Tissue plasminogen activator (tPA) is a member of the serine protease family that plays a pivotal role in the homeostasis of blood coagulation/fibrinolysis and matrix regulation. It is the FDA-approved first choice for embolic diseases such as ischemic stroke and acute myocardial infarction. However, its clinical usage has been significantly damped by its nonprotease-related side effects and toxicity. Recent studies discovered that tPA is a hybrid molecule with dual functions: protease and cytokine. As a protease, tPA converts plasminogen into active plasmin and participates in the fibrinolysis and matrix degradation.
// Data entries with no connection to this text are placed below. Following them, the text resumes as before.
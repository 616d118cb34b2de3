//! Raw input handling, format detection and the per-format parsers.

pub mod cells;
pub mod cumulative_anchor;
pub mod detector;
pub mod interval_delta;
pub mod legacy;
pub mod raw;

pub use detector::{Detection, FormatDetector, Signature};
pub use raw::{RawInput, RawRow, RawTable};

use meter_domain::domain::{Dataset, DatasetMetadata, Reading, SkippedRow, SourceFormat};
use tracing::{debug, info};

use crate::{config::VariableNames, pipeline::PipelineError};

/// Parser settings taken from [`crate::config::StatisticsConfig`].
#[derive(Debug, Clone, PartialEq)]
pub struct ParseOptions {
    pub variables: VariableNames,
    pub max_delta_kwh: f64,
}

impl Default for ParseOptions {
    fn default() -> Self {
        Self {
            variables: VariableNames::default(),
            max_delta_kwh: 50.0,
        }
    }
}

impl ParseOptions {
    pub(crate) fn check_delta(&self, value: f64) -> Result<f64, String> {
        if value < 0.0 {
            Err(format!("negative delta {value}"))
        } else if value > self.max_delta_kwh {
            Err(format!("delta {value} exceeds {} kWh", self.max_delta_kwh))
        } else {
            Ok(value)
        }
    }

    pub(crate) fn check_anchor(&self, value: f64) -> Result<f64, String> {
        if value < 0.0 {
            Err(format!("negative register value {value}"))
        } else {
            Ok(value)
        }
    }
}

/// Row bookkeeping a parser fills in while walking a table.
#[derive(Debug)]
pub(crate) struct RowTally {
    format: SourceFormat,
    total: usize,
    data: usize,
    summary: usize,
    ignored: usize,
    skipped: Vec<SkippedRow>,
}

impl RowTally {
    pub(crate) fn new(format: SourceFormat, table: &RawTable) -> Self {
        let mut tally = Self {
            format,
            total: table.rows.len() + table.unreadable.len(),
            data: 0,
            summary: 0,
            ignored: 0,
            skipped: Vec::new(),
        };
        for row in &table.unreadable {
            tally.skip(row.line, row.reason.clone());
        }
        tally
    }

    pub(crate) fn data(&mut self) {
        self.data += 1;
    }

    pub(crate) fn ignored(&mut self) {
        self.ignored += 1;
    }

    pub(crate) fn summary(&mut self, line: usize) {
        debug!(format = %self.format, line, "summary row excluded");
        metrics::counter!("meter_summary_rows_total").increment(1);
        self.summary += 1;
    }

    pub(crate) fn skip(&mut self, line: usize, reason: impl Into<String>) {
        let reason = reason.into();
        debug!(format = %self.format, line, %reason, "skipping malformed row");
        metrics::counter!("meter_rows_skipped_total", "format" => self.format.as_str()).increment(1);
        self.skipped.push(SkippedRow { line, reason });
    }

    fn into_metadata(self, source: &str, confidence: f64) -> DatasetMetadata {
        DatasetMetadata {
            source: source.to_string(),
            confidence,
            total_rows: self.total,
            data_rows: self.data,
            summary_rows: self.summary,
            ignored_rows: self.ignored,
            skipped: self.skipped,
        }
    }
}

/// Cell at `idx`, or the reason the row is short.
pub(crate) fn cell<'a>(row: &'a RawRow, idx: usize) -> Result<&'a str, String> {
    row.cell(idx).ok_or_else(|| format!("missing column {}", idx + 1))
}

/// Rejects rows whose cell count differs from the header's.
pub(crate) fn check_width(row: &RawRow, expected: usize) -> Result<(), String> {
    match row.width() {
        w if w == expected => Ok(()),
        w => Err(format!("expected {expected} cells, found {w}")),
    }
}

pub(crate) fn number(row: &RawRow, idx: usize) -> Result<f64, String> {
    let raw = cell(row, idx)?;
    cells::parse_number(raw).ok_or_else(|| format!("unparsable number '{raw}'"))
}

/// Dispatches a detected input to its format's parser.
#[derive(Debug, Clone, Default)]
pub struct SourceParser {
    options: ParseOptions,
}

impl SourceParser {
    pub fn new(options: ParseOptions) -> Self {
        Self { options }
    }

    /// Parses `text` (the decoded `input`) as `detection.format`.
    pub fn parse(&self, input: &RawInput, text: &str, detection: &Detection) -> Result<Dataset, PipelineError> {
        let table = RawTable::read(text, detection.delimiter)?;
        let (readings, tally): (Vec<Reading>, RowTally) = match detection.format {
            SourceFormat::Legacy => legacy::parse(&table, &self.options)?,
            SourceFormat::IntervalDelta => interval_delta::parse(&table, &self.options)?,
            SourceFormat::CumulativeAnchor => cumulative_anchor::parse(&table, &self.options)?,
        };
        let metadata = tally.into_metadata(&input.name, detection.confidence);
        let dataset = Dataset::new(detection.format, input.fingerprint(), readings, metadata);

        info!(
            source = %input.name,
            format = %detection.format,
            readings = dataset.reading_count(),
            rows = dataset.metadata().data_rows,
            skipped = dataset.metadata().skipped_rows(),
            "dataset parsed"
        );

        Ok(dataset)
    }
}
As a cytokine, tPA activates numerous receptor-mediated cellular signal transduction events contributing to its undesirable side effects and toxicity. tPA, as a cytokine, plays a detrimental role in the pathogenesis of chronic kidney disease (CKD) through multiple molecular mechanisms: 1) induces matrix metalloproteinases production through MAPK pathway triggering the epithelial mesenchymal transition; 2) promotes the survival, proliferation, and interstitial accumulation of fibroblasts in the diseased kidneys through p90RSK signaling; 3) promotes myofibroblast activation and macrophage migration by activating integrin signals; 4) modulates inflammation via NF-?B activation. This chapter will discuss the role of tPA and its receptormediated signaling cascades in the pathogenesis and progression of CKD.